De esa manera inescrutable con la que a veces se presenta de golpe el destino, al niño se le antojó llevar de almuerzo un pollo
asado del restaurante La Fogata, que está justo atrás de la Comercial Mexicana de Las Hamacas. La despensa ya estaba hecha, así
que sólo quedaba abordar el camión para regresar a la Santa Cecilia a pasar un domingo más, compartiendo un soporífero
descanso bien ganado. En vez de eso se dispusieron a cruzar la calle para tomar un camión e ir a comprar el malhadado pollo y
hacer aún más familiar el fin de semana familiar. Danielito estaba viviendo sus últimos minutos en la Tierra.
Un camión de la ruta Hospital-Caleta subía velozmente la avenida para ganarle el pasaje a otro que se había rezagado. En su
prisa calculó mal la ubicación de Natividad y Daniel, que venían cruzando la avenida frente a la Unidad Mixta de Atención al
Narcomenudeo –con policías adentro, me imagino– y golpeó a la mujer en la cadera y la pierna, arrojándola con violencia fuera de
su camino. Hasta ahí todo había sido un no muy justificable y lamentable accidente.

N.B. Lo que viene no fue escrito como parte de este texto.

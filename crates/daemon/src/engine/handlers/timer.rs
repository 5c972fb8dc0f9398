// SPDX-License-Identifier: BUSL-1.1
// Copyright (c) 2026 Alfred Jean LLC

//! Deadline and grace handlers.

use crate::config::TimeoutAction;
use crate::engine::Runtime;
use rvt_core::{
    AcceptedPath, ChangeId, ChangeState, Clock, Effect, Event, RevertTrigger, TimerKind,
};
use tracing::{info, warn};

impl<C: Clock + 'static> Runtime<C> {
    /// Confirmation deadline expired. Discarded silently when the change
    /// is no longer OPEN (it raced a confirm or cancel).
    pub(crate) fn on_deadline(&self, change_id: &ChangeId, at_ms: u64) -> Vec<Effect> {
        let grace_secs = {
            let state = self.state.lock();
            match state.get_change(change_id) {
                Some(c) if c.state == ChangeState::Open => c.grace_secs,
                _ => return vec![],
            }
        };
        warn!(%change_id, grace_secs, "confirmation deadline expired, entering grace");
        vec![Effect::Emit {
            event: Event::ChangeGrace {
                change_id: change_id.clone(),
                grace_deadline_ms: at_ms + grace_secs * 1000,
            },
        }]
    }

    /// GRACE entered: arm the grace timer and, when the policy gates on
    /// connectivity, launch a probe budgeted to land before grace fires.
    pub(crate) fn on_grace_entered(&self, change_id: &ChangeId) -> Vec<Effect> {
        let (category, grace_secs) = {
            let state = self.state.lock();
            match state.get_change(change_id) {
                Some(c) if c.state == ChangeState::Grace => {
                    (c.category.clone(), c.grace_secs)
                }
                _ => return vec![],
            }
        };

        let mut effects = vec![Effect::SetTimer {
            change_id: change_id.clone(),
            kind: TimerKind::Grace,
            duration: std::time::Duration::from_secs(grace_secs),
        }];

        let config = self.config.read();
        let policy = config.policies.for_category(&category);
        if policy.connectivity_check && !config.connectivity_endpoints.is_empty() {
            effects.push(Effect::RunProbe {
                change_id: change_id.clone(),
                endpoints: config.connectivity_endpoints.clone(),
                budget: std::time::Duration::from_secs((grace_secs / 2).max(1)),
            });
        }
        effects
    }

    /// Grace expired. A confirm that entered the queue first already
    /// moved the change out of GRACE: checking state here is what makes
    /// "confirm wins" hold.
    pub(crate) fn on_grace_fired(&self, change_id: &ChangeId, at_ms: u64) -> Vec<Effect> {
        {
            let state = self.state.lock();
            match state.get_change(change_id) {
                Some(c) if c.state == ChangeState::Grace => {}
                _ => return vec![],
            }
        }

        if self.config.read().timeout_action == TimeoutAction::Warn {
            let accepted: Vec<AcceptedPath> = {
                let state = self.state.lock();
                state
                    .get_change(change_id)
                    .map(|c| {
                        c.paths
                            .iter()
                            .filter_map(|(path, digest)| {
                                digest.clone().map(|digest| AcceptedPath {
                                    path: path.clone(),
                                    digest,
                                })
                            })
                            .collect()
                    })
                    .unwrap_or_default()
            };
            warn!(
                %change_id,
                "timeout_action=warn: UNCONFIRMED change accepted without revert"
            );
            return vec![Effect::Emit {
                event: Event::ChangeConfirmed {
                    change_id: change_id.clone(),
                    actor: "timeout-warn".into(),
                    accepted,
                    at_ms,
                },
            }];
        }

        info!(%change_id, "grace expired without confirmation, reverting");
        vec![Effect::Emit {
            event: Event::ChangeReverting {
                change_id: change_id.clone(),
                trigger: RevertTrigger::GraceExpired,
                at_ms,
            },
        }]
    }
}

Danielito vivía sus últimos segundos. El niño se agachó rápidamente y sin medir consecuencias ni reparar en la maldad pre-
determinada del chofer para no dejar sobrevivientes, se abalanzó para tratar, con sus pobres fuerzas, de ayudar a sus mamá a
levantarse del suelo y ponerla a salvo del tráfico. El chofer, al parecer un muchacho de amplia experiencia en el manejo a gran
velocidad y en espacios reducidos, maniobró para echarse hacia atrás y rematar a Natividad. Antes que eso, Danielito quedó en
el camino y lo último que el niño vio fue el pavimento de la calle y una llanta descomunal rodando sobre él. El mundo se le apagó
en una fracción de segundo.
Dos semanas después de la tragedia, en la unidad hospitalaria en la que se encuentra internada Natividad se presenta la
propietaria del camión que fue quemado por una turba enardecida. Quiere que le devuelvan su camión. Cínicamente felicita a
Natividad por su cobertura del Seguro Social, porque confiesa que ella no hubiera pagado –y en la práctica casi lo ha cumplido–
ningún gasto ocasionado por el mal manejo de su camión. Es toda una empresaria voraz y sin sentimientos. Me inclino a pensar
que no es la viejecita indefensa que nos presentó en su momento la prensa como la presunta concesionaria.
Como dice un amigo abogado, pueden hacer esto ahora porque antes han podido hacerlo. Pero, ¿podrán volver a hacerlo?